Source records START

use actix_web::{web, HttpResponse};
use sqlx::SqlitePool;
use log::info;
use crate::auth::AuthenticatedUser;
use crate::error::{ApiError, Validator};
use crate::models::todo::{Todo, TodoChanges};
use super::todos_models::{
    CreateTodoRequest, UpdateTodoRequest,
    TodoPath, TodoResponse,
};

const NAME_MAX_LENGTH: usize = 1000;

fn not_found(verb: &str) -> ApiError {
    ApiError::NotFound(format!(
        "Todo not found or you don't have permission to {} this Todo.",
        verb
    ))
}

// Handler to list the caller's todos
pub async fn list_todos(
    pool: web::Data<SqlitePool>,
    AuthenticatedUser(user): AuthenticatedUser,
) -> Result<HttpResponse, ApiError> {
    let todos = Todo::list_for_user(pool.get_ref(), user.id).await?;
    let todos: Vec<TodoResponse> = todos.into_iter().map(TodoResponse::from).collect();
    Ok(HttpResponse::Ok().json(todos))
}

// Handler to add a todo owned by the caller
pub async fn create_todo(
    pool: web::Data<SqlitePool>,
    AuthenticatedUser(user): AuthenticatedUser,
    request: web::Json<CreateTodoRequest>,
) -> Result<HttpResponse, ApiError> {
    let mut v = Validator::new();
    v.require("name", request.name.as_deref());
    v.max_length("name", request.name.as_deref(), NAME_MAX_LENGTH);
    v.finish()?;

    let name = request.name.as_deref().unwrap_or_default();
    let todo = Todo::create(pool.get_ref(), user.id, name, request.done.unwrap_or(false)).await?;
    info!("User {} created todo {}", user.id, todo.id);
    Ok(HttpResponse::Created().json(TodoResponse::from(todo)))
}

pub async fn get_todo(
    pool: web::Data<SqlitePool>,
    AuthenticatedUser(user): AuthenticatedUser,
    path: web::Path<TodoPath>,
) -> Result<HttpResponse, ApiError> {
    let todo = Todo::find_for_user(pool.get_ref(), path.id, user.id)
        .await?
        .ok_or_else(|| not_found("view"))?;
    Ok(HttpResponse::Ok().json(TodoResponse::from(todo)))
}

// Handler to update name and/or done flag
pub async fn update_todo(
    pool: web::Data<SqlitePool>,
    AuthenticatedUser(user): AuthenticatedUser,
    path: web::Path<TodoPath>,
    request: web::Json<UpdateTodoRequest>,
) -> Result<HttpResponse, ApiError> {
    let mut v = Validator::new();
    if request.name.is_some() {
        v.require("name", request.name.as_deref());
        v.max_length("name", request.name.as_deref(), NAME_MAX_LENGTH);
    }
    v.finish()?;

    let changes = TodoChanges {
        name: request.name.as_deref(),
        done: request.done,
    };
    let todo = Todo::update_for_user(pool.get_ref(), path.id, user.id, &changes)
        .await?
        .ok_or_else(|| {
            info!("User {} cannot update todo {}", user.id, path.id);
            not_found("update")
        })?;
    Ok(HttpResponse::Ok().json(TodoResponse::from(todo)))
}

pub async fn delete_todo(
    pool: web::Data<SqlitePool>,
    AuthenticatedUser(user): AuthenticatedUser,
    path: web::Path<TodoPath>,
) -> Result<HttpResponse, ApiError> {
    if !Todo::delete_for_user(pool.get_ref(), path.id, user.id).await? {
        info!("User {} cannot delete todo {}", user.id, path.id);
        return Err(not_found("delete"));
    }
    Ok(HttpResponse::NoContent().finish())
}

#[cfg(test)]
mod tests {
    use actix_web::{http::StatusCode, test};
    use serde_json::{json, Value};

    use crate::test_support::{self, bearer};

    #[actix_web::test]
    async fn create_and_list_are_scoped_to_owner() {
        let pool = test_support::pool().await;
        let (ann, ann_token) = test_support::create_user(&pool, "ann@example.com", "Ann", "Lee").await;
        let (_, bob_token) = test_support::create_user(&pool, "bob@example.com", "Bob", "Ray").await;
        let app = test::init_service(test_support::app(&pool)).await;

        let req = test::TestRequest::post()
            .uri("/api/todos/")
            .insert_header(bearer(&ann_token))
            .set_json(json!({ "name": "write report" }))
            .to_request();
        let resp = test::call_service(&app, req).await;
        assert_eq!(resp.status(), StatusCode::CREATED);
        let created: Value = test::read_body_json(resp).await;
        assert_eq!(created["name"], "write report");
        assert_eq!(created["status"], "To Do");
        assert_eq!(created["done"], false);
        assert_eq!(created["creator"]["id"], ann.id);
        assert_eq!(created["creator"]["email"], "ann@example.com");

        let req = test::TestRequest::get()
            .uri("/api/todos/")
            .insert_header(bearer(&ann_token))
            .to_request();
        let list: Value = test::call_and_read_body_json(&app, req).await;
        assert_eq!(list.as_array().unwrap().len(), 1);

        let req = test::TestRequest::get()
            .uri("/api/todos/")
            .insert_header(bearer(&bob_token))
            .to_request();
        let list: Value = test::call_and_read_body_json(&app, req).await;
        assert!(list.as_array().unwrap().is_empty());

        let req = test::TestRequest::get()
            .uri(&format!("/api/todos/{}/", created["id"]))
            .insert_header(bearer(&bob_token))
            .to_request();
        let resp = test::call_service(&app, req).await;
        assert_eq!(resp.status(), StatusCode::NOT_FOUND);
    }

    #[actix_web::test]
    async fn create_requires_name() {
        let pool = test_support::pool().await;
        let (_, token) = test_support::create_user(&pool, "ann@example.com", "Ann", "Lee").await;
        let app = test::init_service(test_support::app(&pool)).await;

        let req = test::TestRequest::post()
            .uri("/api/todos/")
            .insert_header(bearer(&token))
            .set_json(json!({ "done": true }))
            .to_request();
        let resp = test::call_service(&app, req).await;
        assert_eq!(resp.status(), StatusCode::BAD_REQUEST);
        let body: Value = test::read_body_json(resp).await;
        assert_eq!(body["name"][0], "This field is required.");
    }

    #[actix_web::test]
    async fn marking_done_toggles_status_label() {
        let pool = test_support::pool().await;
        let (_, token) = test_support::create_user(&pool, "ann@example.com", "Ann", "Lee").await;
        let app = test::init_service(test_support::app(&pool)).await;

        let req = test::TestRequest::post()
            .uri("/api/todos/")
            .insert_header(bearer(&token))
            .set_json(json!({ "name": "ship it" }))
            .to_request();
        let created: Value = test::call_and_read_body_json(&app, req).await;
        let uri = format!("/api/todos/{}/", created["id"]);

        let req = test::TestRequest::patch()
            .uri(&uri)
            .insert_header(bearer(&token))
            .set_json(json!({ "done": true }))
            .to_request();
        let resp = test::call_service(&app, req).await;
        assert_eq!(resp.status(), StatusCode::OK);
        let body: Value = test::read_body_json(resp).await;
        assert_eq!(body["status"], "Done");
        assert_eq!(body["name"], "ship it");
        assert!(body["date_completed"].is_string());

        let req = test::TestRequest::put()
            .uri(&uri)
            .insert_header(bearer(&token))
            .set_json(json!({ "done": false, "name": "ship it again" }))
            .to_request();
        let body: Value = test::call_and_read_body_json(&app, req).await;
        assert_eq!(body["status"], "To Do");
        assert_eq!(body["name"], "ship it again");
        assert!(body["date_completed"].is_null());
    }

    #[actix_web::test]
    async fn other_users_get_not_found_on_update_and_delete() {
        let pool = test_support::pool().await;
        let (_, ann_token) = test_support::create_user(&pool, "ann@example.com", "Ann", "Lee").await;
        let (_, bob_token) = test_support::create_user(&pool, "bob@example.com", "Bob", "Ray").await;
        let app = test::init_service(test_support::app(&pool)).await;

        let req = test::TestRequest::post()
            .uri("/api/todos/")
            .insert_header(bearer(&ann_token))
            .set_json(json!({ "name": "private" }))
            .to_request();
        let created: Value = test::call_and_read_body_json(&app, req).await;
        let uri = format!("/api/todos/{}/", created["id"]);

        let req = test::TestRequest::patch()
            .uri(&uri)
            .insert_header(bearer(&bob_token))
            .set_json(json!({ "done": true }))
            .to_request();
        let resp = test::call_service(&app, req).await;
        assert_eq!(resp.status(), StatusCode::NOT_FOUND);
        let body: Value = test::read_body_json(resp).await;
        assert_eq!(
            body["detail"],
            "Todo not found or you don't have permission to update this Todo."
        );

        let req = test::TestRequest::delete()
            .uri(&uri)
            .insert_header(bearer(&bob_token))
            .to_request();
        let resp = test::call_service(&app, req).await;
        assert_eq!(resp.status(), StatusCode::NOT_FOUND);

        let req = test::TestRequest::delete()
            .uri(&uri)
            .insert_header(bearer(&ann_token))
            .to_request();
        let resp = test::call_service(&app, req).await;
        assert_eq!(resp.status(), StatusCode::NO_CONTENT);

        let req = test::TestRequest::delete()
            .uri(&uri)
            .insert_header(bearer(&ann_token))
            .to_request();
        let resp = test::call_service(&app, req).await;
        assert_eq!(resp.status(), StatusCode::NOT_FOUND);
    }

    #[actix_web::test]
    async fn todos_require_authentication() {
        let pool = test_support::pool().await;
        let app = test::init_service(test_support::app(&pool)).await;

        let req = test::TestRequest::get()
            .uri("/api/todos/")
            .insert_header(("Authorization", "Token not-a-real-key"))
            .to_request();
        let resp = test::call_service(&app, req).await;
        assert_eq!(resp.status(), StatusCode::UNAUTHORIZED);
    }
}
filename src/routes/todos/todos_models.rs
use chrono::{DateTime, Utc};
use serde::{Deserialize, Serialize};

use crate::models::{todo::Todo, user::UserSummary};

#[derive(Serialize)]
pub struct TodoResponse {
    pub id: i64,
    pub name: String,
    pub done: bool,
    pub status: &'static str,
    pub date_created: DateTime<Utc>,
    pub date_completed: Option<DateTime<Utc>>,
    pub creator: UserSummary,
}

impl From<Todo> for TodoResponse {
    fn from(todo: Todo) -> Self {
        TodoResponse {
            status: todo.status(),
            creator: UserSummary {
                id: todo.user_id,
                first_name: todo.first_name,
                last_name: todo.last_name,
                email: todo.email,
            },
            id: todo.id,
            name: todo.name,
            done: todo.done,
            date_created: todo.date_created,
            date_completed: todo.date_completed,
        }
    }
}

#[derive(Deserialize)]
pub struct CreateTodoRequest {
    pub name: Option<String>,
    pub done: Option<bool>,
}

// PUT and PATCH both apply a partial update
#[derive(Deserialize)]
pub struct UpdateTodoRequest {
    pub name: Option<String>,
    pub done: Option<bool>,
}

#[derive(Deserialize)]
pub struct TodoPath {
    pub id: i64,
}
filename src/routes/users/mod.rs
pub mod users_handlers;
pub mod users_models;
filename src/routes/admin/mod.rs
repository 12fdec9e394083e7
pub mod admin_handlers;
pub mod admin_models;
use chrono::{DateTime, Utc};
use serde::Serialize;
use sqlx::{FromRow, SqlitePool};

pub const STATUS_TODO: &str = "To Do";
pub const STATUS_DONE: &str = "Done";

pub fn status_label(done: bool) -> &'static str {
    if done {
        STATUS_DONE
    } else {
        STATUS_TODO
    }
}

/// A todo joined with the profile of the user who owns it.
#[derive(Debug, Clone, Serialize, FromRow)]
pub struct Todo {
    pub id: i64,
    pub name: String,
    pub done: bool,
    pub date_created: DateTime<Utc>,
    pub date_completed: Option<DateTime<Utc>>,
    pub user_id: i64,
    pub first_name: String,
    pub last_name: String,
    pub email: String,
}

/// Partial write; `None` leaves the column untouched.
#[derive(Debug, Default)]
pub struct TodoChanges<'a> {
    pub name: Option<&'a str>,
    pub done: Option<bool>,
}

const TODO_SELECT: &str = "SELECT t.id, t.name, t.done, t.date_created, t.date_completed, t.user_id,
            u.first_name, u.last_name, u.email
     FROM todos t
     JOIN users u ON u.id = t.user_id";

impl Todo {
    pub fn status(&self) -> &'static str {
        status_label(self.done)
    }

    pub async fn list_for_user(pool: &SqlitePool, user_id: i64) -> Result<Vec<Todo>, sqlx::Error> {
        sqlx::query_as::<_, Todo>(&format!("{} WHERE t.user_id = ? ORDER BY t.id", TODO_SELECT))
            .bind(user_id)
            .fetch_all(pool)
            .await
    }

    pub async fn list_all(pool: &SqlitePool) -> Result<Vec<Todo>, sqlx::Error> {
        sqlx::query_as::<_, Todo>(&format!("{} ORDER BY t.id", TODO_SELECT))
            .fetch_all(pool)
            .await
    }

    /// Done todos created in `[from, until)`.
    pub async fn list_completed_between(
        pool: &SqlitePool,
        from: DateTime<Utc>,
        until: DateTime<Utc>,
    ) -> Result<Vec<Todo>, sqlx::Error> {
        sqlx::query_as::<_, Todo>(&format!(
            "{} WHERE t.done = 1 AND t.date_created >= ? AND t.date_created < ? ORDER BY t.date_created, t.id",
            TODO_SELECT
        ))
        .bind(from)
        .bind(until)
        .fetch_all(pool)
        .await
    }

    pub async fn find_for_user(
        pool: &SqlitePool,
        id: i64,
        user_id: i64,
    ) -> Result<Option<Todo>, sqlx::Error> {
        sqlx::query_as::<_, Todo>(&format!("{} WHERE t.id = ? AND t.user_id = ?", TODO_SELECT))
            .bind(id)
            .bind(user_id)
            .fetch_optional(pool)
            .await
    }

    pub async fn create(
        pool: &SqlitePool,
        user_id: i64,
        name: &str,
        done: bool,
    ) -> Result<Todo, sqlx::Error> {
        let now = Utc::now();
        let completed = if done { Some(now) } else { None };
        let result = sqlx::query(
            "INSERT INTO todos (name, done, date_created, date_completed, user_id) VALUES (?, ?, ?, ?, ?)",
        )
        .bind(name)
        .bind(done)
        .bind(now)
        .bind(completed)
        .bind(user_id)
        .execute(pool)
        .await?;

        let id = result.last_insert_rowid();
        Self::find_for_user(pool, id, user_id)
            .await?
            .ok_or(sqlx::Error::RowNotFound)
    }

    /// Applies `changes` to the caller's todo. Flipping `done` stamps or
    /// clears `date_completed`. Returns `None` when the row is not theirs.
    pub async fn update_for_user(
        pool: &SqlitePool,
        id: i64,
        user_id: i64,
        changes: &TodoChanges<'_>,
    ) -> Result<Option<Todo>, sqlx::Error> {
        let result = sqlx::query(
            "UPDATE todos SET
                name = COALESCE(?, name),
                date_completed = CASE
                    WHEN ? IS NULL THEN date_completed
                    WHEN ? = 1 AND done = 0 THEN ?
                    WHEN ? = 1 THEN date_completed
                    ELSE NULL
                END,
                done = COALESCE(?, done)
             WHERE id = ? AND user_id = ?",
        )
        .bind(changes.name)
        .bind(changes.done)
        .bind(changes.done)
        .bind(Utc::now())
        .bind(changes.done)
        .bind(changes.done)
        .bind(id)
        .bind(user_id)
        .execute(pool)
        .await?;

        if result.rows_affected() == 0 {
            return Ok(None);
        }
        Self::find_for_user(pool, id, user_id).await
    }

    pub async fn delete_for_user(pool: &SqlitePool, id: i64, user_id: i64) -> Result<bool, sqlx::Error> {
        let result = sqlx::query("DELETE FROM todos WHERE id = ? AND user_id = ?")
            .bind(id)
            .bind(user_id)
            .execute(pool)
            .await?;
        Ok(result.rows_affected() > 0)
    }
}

Source records END

◆ Work required: Which lines in the data above hold the string "have"? Return each of them.

◆ Solved problem:
        "Todo not found or you don't have permission to {} this Todo.",
            "Todo not found or you don't have permission to update this Todo."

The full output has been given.